Iraq – five years of hell, five years of failure

Five years after the invasion of Iraq all the lies cooked up by Blair and Bush at the time have been exposed for what they were. They cannot hide the terrible suffering and destruction they have inflicted on the people of Iraq. And to make things worse they have even failed in their avowed aim of establishing what they define as a "democracy".

Five years ago the USA, Britain and various wretched bribed ‘allies' invaded Saddam's Iraq. Saddam Hussein was a monster - but imperialism knew that when it backed him in his aggressive war against Iran and supplied the chemicals for him to gas Iraqi Kurds. The invasion was justified by the lie that Saddam had ‘weapons of mass destruction.' He didn't.

We saw weapons of mass destruction, all right. In ‘Operation Shock and Awe', we saw on our television screens missiles and bombs that could destroy whole streets in Baghdad. Was this precision targeting of terrorist targets? No, it was indiscriminate mass murder of Iraqi civilians.

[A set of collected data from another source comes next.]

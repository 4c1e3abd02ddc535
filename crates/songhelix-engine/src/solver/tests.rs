//! Tests for the activity solver.

use rand::SeedableRng;
use rand_pcg::Pcg32;

use songhelix_spec::arrangement::{
    ActivityModifierSpec, ActivityVectorSpec, ArrangementSpec, ConstraintMode, GreedyWeights,
    SectionRef,
};

use crate::chord::Chord;
use crate::harmony::Harmony;

use super::{activity_cap, solve};

/// A harmony of `sections` sections, `ticks` ticks each, alternating chords.
fn harmony(sections: usize, ticks: usize) -> Harmony {
    let am = Chord::from_name("Am", 12).unwrap();
    let c = Chord::from_name("C", 12).unwrap();
    let timeline: Vec<(Chord, usize, bool)> = (0..sections)
        .map(|s| (if s % 2 == 0 { am } else { c }, ticks, true))
        .collect();
    Harmony::from_timeline(&timeline, sections * ticks).unwrap()
}

fn voice(name: &str) -> ActivityVectorSpec {
    ActivityVectorSpec {
        name: name.to_string(),
        min_active: 0.0,
        max_active: 100.0,
        allow_inactive: false,
        start_before_section: None,
        start_after_section: None,
        stop_before_section: None,
        stop_after_section: None,
        min_segment_count: None,
        max_segment_count: None,
        min_segment_length: None,
        max_segment_length: None,
        min_pause_length: None,
        max_pause_length: None,
        start_shift: 0,
        stop_shift: 0,
    }
}

fn arrangement(voices: Vec<ActivityVectorSpec>) -> ArrangementSpec {
    ArrangementSpec {
        constraint_mode: ConstraintMode::Exact,
        max_iterations: 100_000,
        start_activity_counts: vec![1, 2, 3],
        stop_activity_counts: vec![3, 2, 1],
        min_activity_count: 1,
        max_activity_count: 0,
        max_activity_change_count: 2,
        greedy_weights: GreedyWeights::default(),
        activity_vectors: voices,
        modifiers: Vec::new(),
        tracks: Vec::new(),
        seed: None,
        salt: None,
    }
}

/// Active sections of a vector, given equal section lengths.
fn active_sections(vector: &crate::activity::ActivityVector, ticks: usize) -> Vec<bool> {
    (0..vector.len() / ticks)
        .map(|s| vector.is_active(s * ticks))
        .collect()
}

#[test]
fn exact_satisfies_windowed_and_fragmented_voices() {
    // 8 sections, 3 voices: v1 always active, v2 windowed, v3 fragmented.
    let mut v1 = voice("v1");
    v1.min_active = 100.0;
    let mut v2 = voice("v2");
    v2.start_after_section = Some(1);
    v2.stop_before_section = Some(1);
    let mut v3 = voice("v3");
    v3.min_segment_count = Some(2);
    v3.max_segment_length = Some(2);
    let spec = arrangement(vec![v1, v2, v3]);
    let h = harmony(8, 16);

    for seed in 0..10 {
        let mut rng = Pcg32::seed_from_u64(seed);
        let matrix = solve(&spec, &h, &mut rng).unwrap();

        let v1 = matrix.get("v1").unwrap();
        assert_eq!(v1.active_ticks(), 128, "v1 must play everywhere");

        let v2 = matrix.get("v2").unwrap();
        let sections = active_sections(v2, 16);
        assert!(!sections[0], "v2 must not play in section 0");
        assert!(!sections[7], "v2 must not play in section 7");

        let v3 = matrix.get("v3").unwrap();
        assert!(v3.segment_count() >= 2);
        for (start, end) in v3.segments() {
            assert!(end - start <= 32, "v3 segments span at most 2 sections");
        }
    }
}

#[test]
fn exact_honors_activity_bounds() {
    let mut v1 = voice("v1");
    v1.min_active = 40.0;
    v1.max_active = 80.0;
    let v2 = voice("v2");
    let v3 = voice("v3");
    let spec = arrangement(vec![v1, v2, v3]);
    let h = harmony(12, 8);
    let total = 12 * 8;

    for seed in 0..10 {
        let mut rng = Pcg32::seed_from_u64(seed);
        let matrix = solve(&spec, &h, &mut rng).unwrap();
        let active = matrix.get("v1").unwrap().active_ticks();
        let pct = 100.0 * active as f64 / total as f64;
        assert!((40.0..=80.0).contains(&pct), "v1 at {}%", pct);
    }
}

#[test]
fn exact_honors_segment_and_pause_lengths() {
    let mut v1 = voice("v1");
    v1.min_segment_length = Some(2);
    v1.max_segment_length = Some(3);
    v1.min_pause_length = Some(2);
    let v2 = voice("v2");
    let v3 = voice("v3");
    let v4 = voice("v4");
    let spec = arrangement(vec![v1, v2, v3, v4]);
    let h = harmony(12, 8);

    for seed in 0..10 {
        let mut rng = Pcg32::seed_from_u64(seed);
        let matrix = solve(&spec, &h, &mut rng).unwrap();
        let v1 = matrix.get("v1").unwrap();
        let segments = v1.segments();
        for (start, end) in &segments {
            let sections = (end - start) / 8;
            assert!((2..=3).contains(&sections), "segment of {} sections", sections);
        }
        for pair in segments.windows(2) {
            let pause = (pair[1].0 - pair[0].1) / 8;
            assert!(pause >= 2, "pause of {} sections", pause);
        }
    }
}

#[test]
fn exact_reports_unsatisfiable_constraints() {
    // min_segment_count 4 with max_segment_count 1 cannot be satisfied.
    let mut v1 = voice("v1");
    v1.min_segment_count = Some(4);
    v1.max_segment_count = Some(1);
    let mut spec = arrangement(vec![v1, voice("v2")]);
    spec.max_iterations = 2_000;
    let h = harmony(8, 8);
    let mut rng = Pcg32::seed_from_u64(1);
    match solve(&spec, &h, &mut rng) {
        Err(crate::error::EngineError::ConstraintUnsatisfiable { failures, .. }) => {
            assert!(!failures.is_empty());
        }
        other => panic!("expected unsatisfiable, got {:?}", other.map(|_| ())),
    }
}

#[test]
fn greedy_produces_a_full_matrix() {
    let mut spec = arrangement(vec![voice("v1"), voice("v2"), voice("v3")]);
    spec.constraint_mode = ConstraintMode::Greedy;
    spec.max_iterations = 64;
    let h = harmony(10, 8);
    let mut rng = Pcg32::seed_from_u64(5);
    let matrix = solve(&spec, &h, &mut rng).unwrap();
    assert_eq!(matrix.len(), 3);
    for (_, vector) in matrix.vectors() {
        assert_eq!(vector.len(), 80);
    }
}

#[test]
fn greedy_prefers_window_constraints() {
    let mut v1 = voice("v1");
    v1.start_after_section = Some(2);
    let mut spec = arrangement(vec![v1, voice("v2"), voice("v3")]);
    spec.constraint_mode = ConstraintMode::Greedy;
    spec.max_iterations = 128;
    let h = harmony(10, 8);
    for seed in 0..5 {
        let mut rng = Pcg32::seed_from_u64(seed);
        let matrix = solve(&spec, &h, &mut rng).unwrap();
        let v1 = matrix.get("v1").unwrap();
        assert!(!v1.is_active(0), "greedy should keep v1 out of section 0");
    }
}

#[test]
fn shifts_move_segment_boundaries() {
    let mut v1 = voice("v1");
    v1.min_active = 100.0;
    v1.start_shift = 4;
    v1.stop_shift = -4;
    let spec = arrangement(vec![v1, voice("v2")]);
    let h = harmony(8, 16);
    let mut rng = Pcg32::seed_from_u64(1);
    let matrix = solve(&spec, &h, &mut rng).unwrap();
    let v1 = matrix.get("v1").unwrap();
    assert_eq!(v1.segments(), vec![(4, 124)]);
}

#[test]
fn modifiers_rewrite_the_matrix() {
    let mut v1 = voice("v1");
    v1.min_active = 100.0;
    let mut v2 = voice("v2");
    v2.min_active = 100.0;
    let mut spec = arrangement(vec![v1, v2]);
    spec.max_activity_count = 2;
    spec.start_activity_counts = vec![2];
    spec.stop_activity_counts = vec![2];
    spec.min_activity_count = 2;
    spec.modifiers = vec![ActivityModifierSpec::AndNot {
        target: "v1".to_string(),
        a: "v1".to_string(),
        b: "v2".to_string(),
        from: SectionRef::Index(0),
        to: SectionRef::Index(-1),
    }];
    let h = harmony(4, 8);
    let mut rng = Pcg32::seed_from_u64(1);
    let matrix = solve(&spec, &h, &mut rng).unwrap();
    // v2 is active everywhere, so v1 & !v2 clears v1 completely.
    assert_eq!(matrix.get("v1").unwrap().active_ticks(), 0);
    assert_eq!(matrix.get("v2").unwrap().active_ticks(), 32);
}

#[test]
fn percent_references_map_to_sections() {
    let mut v1 = voice("v1");
    v1.min_active = 100.0;
    let mut spec = arrangement(vec![v1, voice("v2")]);
    spec.modifiers = vec![ActivityModifierSpec::Clear {
        target: "v1".to_string(),
        from: SectionRef::Percent("50%".to_string()),
        to: SectionRef::Index(-1),
    }];
    let h = harmony(4, 8);
    let mut rng = Pcg32::seed_from_u64(1);
    let matrix = solve(&spec, &h, &mut rng).unwrap();
    // Tick 16 lies in section 2; sections 2 and 3 are cleared.
    assert_eq!(matrix.get("v1").unwrap().segments(), vec![(0, 16)]);
}

#[test]
fn cap_follows_the_exponential_curve() {
    let spec = arrangement(vec![voice("v1")]);
    assert_eq!(activity_cap(&spec, 1), 1);
    // N = 10: 10 * (0.4 + 0.6 * e^(-1.8)) ~= 5.0.
    assert_eq!(activity_cap(&spec, 10), 5);
    let mut fixed = arrangement(vec![voice("v1")]);
    fixed.max_activity_count = 3;
    assert_eq!(activity_cap(&fixed, 10), 3);
    assert_eq!(activity_cap(&fixed, 2), 2);
}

How many have been killed?

The website Just Foreign Policy pulls the evidence together. The most authoritative body count to July 2006 was provided by the British medical journal, the Lancet. They worked out that more than 600,000 violent Iraqi deaths had occurred in the first three years of invasion and occupation. These figures have been sniped at. But the apologists for invasion would be on stronger ground if they hadn't shown such contempt for the lives of mere Iraqis that they couldn't be bothered to compile their own figures.

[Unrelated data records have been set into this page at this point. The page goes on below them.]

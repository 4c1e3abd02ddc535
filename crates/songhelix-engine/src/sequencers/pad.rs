//! The pad engine: sustained chord polyphony.

use rand_pcg::Pcg32;

use songhelix_spec::sequencers::PadSpec;

use crate::activity::ActivityVector;
use crate::error::EngineError;
use crate::sequence::{Sequence, Track, TrackKind};

use super::RenderContext;

/// Render a pad track: one sequence per configured chord offset, each
/// holding its chord tone for the length of the chord run.
///
/// With `retrigger_pitches` off, a tone that does not change across a chord
/// boundary keeps sounding instead of being struck again.
pub(super) fn render(
    spec: &PadSpec,
    ctx: &RenderContext,
    vector: &ActivityVector,
    _rng: &mut Pcg32,
) -> Result<Track, EngineError> {
    if spec.offsets.is_empty() {
        return Err(EngineError::SequencerConfig {
            message: "pad engine needs at least one offset".to_string(),
        });
    }
    let mut track = Track::new(TrackKind::Melodic);
    for &offset in &spec.offsets {
        track
            .sequences
            .push(render_voice(spec, ctx, vector, offset));
    }
    Ok(track)
}

fn render_voice(
    spec: &PadSpec,
    ctx: &RenderContext,
    vector: &ActivityVector,
    offset: i32,
) -> Sequence {
    let harmony = ctx.harmony;
    let total = ctx.total_ticks();
    let velocity = ctx.map_velocity(spec.velocity as i32);
    let mut sequence = Sequence::new();

    // Pending note accumulated across chord runs when not retriggering.
    let mut held: Option<(i32, u32)> = None;
    let mut tick = 0usize;
    while tick < total {
        // Sub-run over which both chord and activity are constant.
        let run_end = tick + harmony.chord_ticks(tick);
        let active = vector.is_active(tick);
        let mut sub_end = tick + 1;
        while sub_end < run_end && vector.is_active(sub_end) == active {
            sub_end += 1;
        }
        let ticks = (sub_end - tick) as u32;
        let pitch = harmony.chord(tick).pitch_at_offset(offset);

        match (active, held.take()) {
            (true, Some((held_pitch, held_ticks)))
                if !spec.retrigger_pitches && held_pitch == pitch =>
            {
                held = Some((held_pitch, held_ticks + ticks));
            }
            (true, Some((held_pitch, held_ticks))) => {
                sequence.add_note(held_pitch, velocity, held_ticks, false);
                held = Some((pitch, ticks));
            }
            (true, None) => {
                held = Some((pitch, ticks));
            }
            (false, Some((held_pitch, held_ticks))) => {
                sequence.add_note(held_pitch, velocity, held_ticks, false);
                sequence.add_pause(ticks);
            }
            (false, None) => {
                sequence.add_pause(ticks);
            }
        }
        tick = sub_end;
    }
    if let Some((held_pitch, held_ticks)) = held {
        sequence.add_note(held_pitch, velocity, held_ticks, false);
    }
    sequence
}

Pollsters Opinion Business Research has kept up the grim work since then, counting the bodies week by week. By September 2007 they confirm 1.2 million dead.

What did it cost?

Joseph Stiglitz and Linda J. Bilmes have written a book The Three Trillion Dollar War. The costs are painstakingly compiled by these two competent economists. One of these three trillion dollars could have paid for:

  • 8 million houses, or
  • 15 million teachers, or
  • Healthcare for 530 million children for a year, or
  • University scholarships for 43 million students.

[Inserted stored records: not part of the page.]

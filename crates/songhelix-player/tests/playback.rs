//! End-to-end playback tests against the capture backend.

use std::collections::HashMap;
use std::time::Duration;

use songhelix_engine::activity::ActivityMatrix;
use songhelix_engine::chord::Chord;
use songhelix_engine::harmony::Harmony;
use songhelix_engine::sequence::{Arrangement, Sequence, Track, TrackKind};
use songhelix_engine::song::{SongContext, Structure};
use songhelix_player::backend::{CaptureSink, MidiSink};
use songhelix_player::scheduler::{groove_tick_ns, MidiPlayer, SkipTarget};
use songhelix_spec::player::{DeviceChannelSpec, DeviceSpec, LegatoControllerSpec, MidiPlayerSpec};
use songhelix_spec::random::RandomValue;

/// A fast tempo so the 32-tick test song plays in a few milliseconds.
const FAST_MILLI_BPM: i64 = 60_000_000;

fn context_with(track: Track) -> SongContext {
    let am = Chord::from_name("Am", 12).unwrap();
    let c = Chord::from_name("C", 12).unwrap();
    let harmony = Harmony::from_timeline(&[(am, 16, true), (c, 16, true)], 32).unwrap();
    let mut arrangement = Arrangement::new();
    arrangement.add("lead", track);
    SongContext {
        structure: Structure::new(2, 4, 4, 32767),
        harmony,
        activity_matrix: ActivityMatrix::new(),
        arrangement,
        song_name: "test".to_string(),
        seed: 1,
    }
}

fn simple_track() -> Track {
    let mut sequence = Sequence::new();
    for pitch in [60, 62, 64, 65] {
        sequence.add_note(pitch, 100, 4, false);
        sequence.add_pause(4);
    }
    let mut track = Track::new(TrackKind::Melodic);
    track.sequences.push(sequence);
    track
}

fn player_spec(clock: bool, legato: Option<LegatoControllerSpec>) -> MidiPlayerSpec {
    MidiPlayerSpec {
        devices: vec![DeviceSpec {
            name: "out".to_string(),
            candidates: vec!["unused".to_string()],
            clock_synchronization: clock,
        }],
        instruments: HashMap::from([(
            "lead".to_string(),
            DeviceChannelSpec {
                device: "out".to_string(),
                channel: 0,
                program: 30,
                legato_controller: legato,
            },
        )]),
        milli_bpm: RandomValue::Fixed(FAST_MILLI_BPM),
        transposition: RandomValue::Fixed(0),
        groove: vec![1],
        lfos: Vec::new(),
        before_play_wait_ticks: 0,
        after_play_wait_ticks: 0,
        synchronization: None,
        midi_file_template: None,
        seed: None,
        salt: None,
    }
}

fn open_player(spec: &MidiPlayerSpec) -> (MidiPlayer, CaptureSink) {
    let mut player = MidiPlayer::from_spec(spec, 1).unwrap();
    let capture = CaptureSink::new();
    player
        .open_with(vec![Box::new(capture.clone()) as Box<dyn MidiSink>])
        .unwrap();
    (player, capture)
}

fn note_ons(messages: &[Vec<u8>]) -> Vec<u8> {
    messages
        .iter()
        .filter(|m| m.len() == 3 && m[0] & 0xF0 == 0x90 && m[2] > 0)
        .map(|m| m[1])
        .collect()
}

fn note_offs(messages: &[Vec<u8>]) -> Vec<u8> {
    messages
        .iter()
        .filter(|m| m.len() == 3 && (m[0] & 0xF0 == 0x80 || (m[0] & 0xF0 == 0x90 && m[2] == 0)))
        .map(|m| m[1])
        .collect()
}

#[test]
fn every_note_on_gets_a_note_off() {
    let spec = player_spec(false, None);
    let (mut player, capture) = open_player(&spec);
    let context = context_with(simple_track());
    player.play(&context).unwrap();
    player.close().unwrap();

    let messages = capture.messages();
    let ons = note_ons(&messages);
    let offs = note_offs(&messages);
    assert_eq!(ons, vec![60, 62, 64, 65]);
    for pitch in ons {
        assert!(offs.contains(&pitch), "pitch {} never released", pitch);
    }
}

#[test]
fn program_change_is_sent_at_open() {
    let spec = player_spec(false, None);
    let (mut player, capture) = open_player(&spec);
    assert_eq!(capture.messages(), vec![vec![0xC0, 30]]);
    player.close().unwrap();
}

#[test]
fn double_open_is_an_error_and_double_close_is_not() {
    let spec = player_spec(false, None);
    let (mut player, _capture) = open_player(&spec);
    assert!(player
        .open_with(vec![Box::new(CaptureSink::new()) as Box<dyn MidiSink>])
        .is_err());
    player.close().unwrap();
    player.close().unwrap();
}

#[test]
fn abort_mutes_every_used_channel() {
    let spec = player_spec(false, None);
    let (mut player, capture) = open_player(&spec);
    // A long song so the abort lands mid-playback.
    let mut sequence = Sequence::new();
    for _ in 0..1000 {
        sequence.add_note(60, 100, 2, false);
        sequence.add_pause(2);
    }
    let am = Chord::from_name("Am", 12).unwrap();
    let c = Chord::from_name("C", 12).unwrap();
    let harmony = Harmony::from_timeline(&[(am, 2000, true), (c, 2000, true)], 4000).unwrap();
    let mut track = Track::new(TrackKind::Melodic);
    track.sequences.push(sequence);
    let mut padded = Sequence::new();
    padded.add_pause(4000);
    track.sequences.push(padded);
    let mut arrangement = Arrangement::new();
    arrangement.add("lead", track);
    let context = SongContext {
        structure: Structure::new(250, 4, 4, 32767),
        harmony,
        activity_matrix: ActivityMatrix::new(),
        arrangement,
        song_name: "test".to_string(),
        seed: 1,
    };

    let shared = player.shared();
    let handle = std::thread::spawn(move || {
        player.play(&context).unwrap();
        player
    });
    std::thread::sleep(Duration::from_millis(20));
    shared.abort_play();
    let mut player = handle.join().unwrap();

    let messages = capture.messages();
    // The tail is the mute sequence: ALL SOUND OFF, ALL NOTES OFF, then a
    // NOTE_OFF for every pitch 0..=127.
    let tail = &messages[messages.len() - 130..];
    assert_eq!(tail[0], vec![0xB0, 120, 0]);
    assert_eq!(tail[1], vec![0xB0, 123, 0]);
    for (pitch, message) in tail[2..].iter().enumerate() {
        assert_eq!(message, &vec![0x80, pitch as u8, 0]);
    }
    player.close().unwrap();
}

#[test]
fn clock_sync_sends_start_pulses_and_stop() {
    let spec = player_spec(true, None);
    let (mut player, capture) = open_player(&spec);
    let context = context_with(simple_track());
    player.play(&context).unwrap();
    player.close().unwrap();

    let messages = capture.messages();
    let first_realtime = messages
        .iter()
        .find(|m| m.len() == 1)
        .expect("no realtime messages");
    assert_eq!(first_realtime, &vec![0xFA]);
    assert!(messages.contains(&vec![0xFC]));
    let clocks = messages.iter().filter(|m| *m == &vec![0xF8]).count();
    // 2 bars of 4 beats at 24 PPQN.
    assert!((150..=200).contains(&clocks), "{} clocks", clocks);
}

#[test]
fn clock_sync_rejects_indivisible_ticks_per_beat() {
    let spec = player_spec(true, None);
    let mut player = MidiPlayer::from_spec(&spec, 1).unwrap();
    player
        .open_with(vec![Box::new(CaptureSink::new()) as Box<dyn MidiSink>])
        .unwrap();
    let mut context = context_with(simple_track());
    context.structure = Structure::new(2, 4, 5, 32767);
    assert!(player.play(&context).is_err());
    player.close().unwrap();
}

#[test]
fn legato_defers_the_release_past_the_next_attack() {
    let spec = player_spec(false, None);
    let (mut player, capture) = open_player(&spec);
    let mut sequence = Sequence::new();
    sequence.add_note(60, 100, 16, true);
    sequence.add_note(62, 100, 16, false);
    let mut track = Track::new(TrackKind::Melodic);
    track.sequences.push(sequence);
    let context = context_with(track);
    player.play(&context).unwrap();
    player.close().unwrap();

    let messages = capture.messages();
    let on_62 = messages
        .iter()
        .position(|m| m == &vec![0x90, 62, 100])
        .unwrap();
    let off_60 = messages
        .iter()
        .position(|m| m == &vec![0x80, 60, 0])
        .unwrap();
    assert!(off_60 > on_62, "legato release must follow the next attack");
}

#[test]
fn legato_controller_wraps_the_tied_transition() {
    let legato = LegatoControllerSpec {
        controller: 68,
        on_value: 127,
        off_value: 0,
    };
    let spec = player_spec(false, Some(legato));
    let (mut player, capture) = open_player(&spec);
    let mut sequence = Sequence::new();
    sequence.add_note(60, 100, 16, true);
    sequence.add_note(62, 100, 16, false);
    let mut track = Track::new(TrackKind::Melodic);
    track.sequences.push(sequence);
    let context = context_with(track);
    player.play(&context).unwrap();
    player.close().unwrap();

    let messages = capture.messages();
    let position = |needle: &[u8]| messages.iter().position(|m| m == needle).unwrap();
    let cc_on = position(&[0xB0, 68, 127]);
    let on_62 = position(&[0x90, 62, 100]);
    let off_60 = position(&[0x80, 60, 0]);
    let cc_off = position(&[0xB0, 68, 0]);
    assert!(cc_on < on_62);
    assert!(on_62 < off_60);
    assert!(off_60 < cc_off);
}

#[test]
fn skip_mutes_and_jumps_forward() {
    let spec = player_spec(false, None);
    let (mut player, capture) = open_player(&spec);
    let context = context_with(simple_track());
    player.shared().request_skip(SkipTarget::Percent(50.0));
    player.play(&context).unwrap();
    player.close().unwrap();

    let messages = capture.messages();
    let ons = note_ons(&messages);
    // The first half (pitches 60 and 62) is skipped.
    assert!(!ons.contains(&60));
    assert!(!ons.contains(&62));
    assert!(ons.contains(&64));
    assert!(ons.contains(&65));
}

#[test]
fn groove_durations_are_weighted_and_period_exact() {
    // ticks_per_beat 4 at 120 BPM: a straight tick is 125 ms.
    let base = groove_tick_ns(&[1], 0, 4, 120_000);
    assert_eq!(base, 125_000_000);
    let long = groove_tick_ns(&[5, 3], 0, 4, 120_000);
    let short = groove_tick_ns(&[5, 3], 1, 4, 120_000);
    assert_eq!(long + short, 2 * base);
    assert_eq!(long * 3, short * 5);
    // Any 8-tick window sums to 8 non-grooved ticks.
    let window: u64 = (0..8).map(|k| groove_tick_ns(&[5, 3], k, 4, 120_000)).sum();
    assert_eq!(window, 8 * base);

    // Rounding lands on the period's last element.
    let odd: Vec<u64> = (0..3).map(|k| groove_tick_ns(&[1, 1, 1], k, 4, 120_000)).collect();
    assert_eq!(odd.iter().sum::<u64>(), 3 * base);
}

#[test]
fn milli_bpm_is_adjustable_mid_flight() {
    let spec = player_spec(false, None);
    let (player, _capture) = open_player(&spec);
    assert_eq!(player.milli_bpm(), FAST_MILLI_BPM as u32);
    player.set_milli_bpm(90_000);
    assert_eq!(player.milli_bpm(), 90_000);
}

The figures are a graphic illustration of capitalism's preference for spending money on doing evil rather than good.

Why has it cost so much?

This is the first war to be privatised. A private security guard in Iraq gets $400,000 a year. A soldier is paid $40,000. The aftermath of the invasion has seen an orgy of looting by big business, specifically a handful of firms such as Bechtel, Blackwater Security and Halliburton corruptly close to the Republican administration in Washington. See our review of Naomi Klein's The Shock Doctrine Review of "Disaster capitalism" by Naomi Klein - Capitalism is a disaster for more detail. Then, of course, there's the grab for Iraq's oil - 112bn barrels, the second largest proven reserve in the world.

What else?

British and American citizens have been shamed by photos of torture in Iraq, torture carried out by ‘our boys' and torture now officially sanctioned by George W. Bush. In any case the startling nature of pictures of sexual humiliation and the use of savage dogs on naked prisoners makes it quite clear that these methods were not initiated independently by low level sadists. Responsibility goes right to the top - Bush, Blair and Brown.

What has been achieved?

To pay for the deaths and the pillage, the allies claimed they would root out the Taliban from Iraq. That was another lie. The Taliban weren't in Iraq. They are now, exploiting the chaos of invasion.

Tacitus made a devastating critique of Roman imperialism: solitudinem faciunt, pacem appellant - they make a desert and call it peace. That is certainly true of the occupation of Iraq.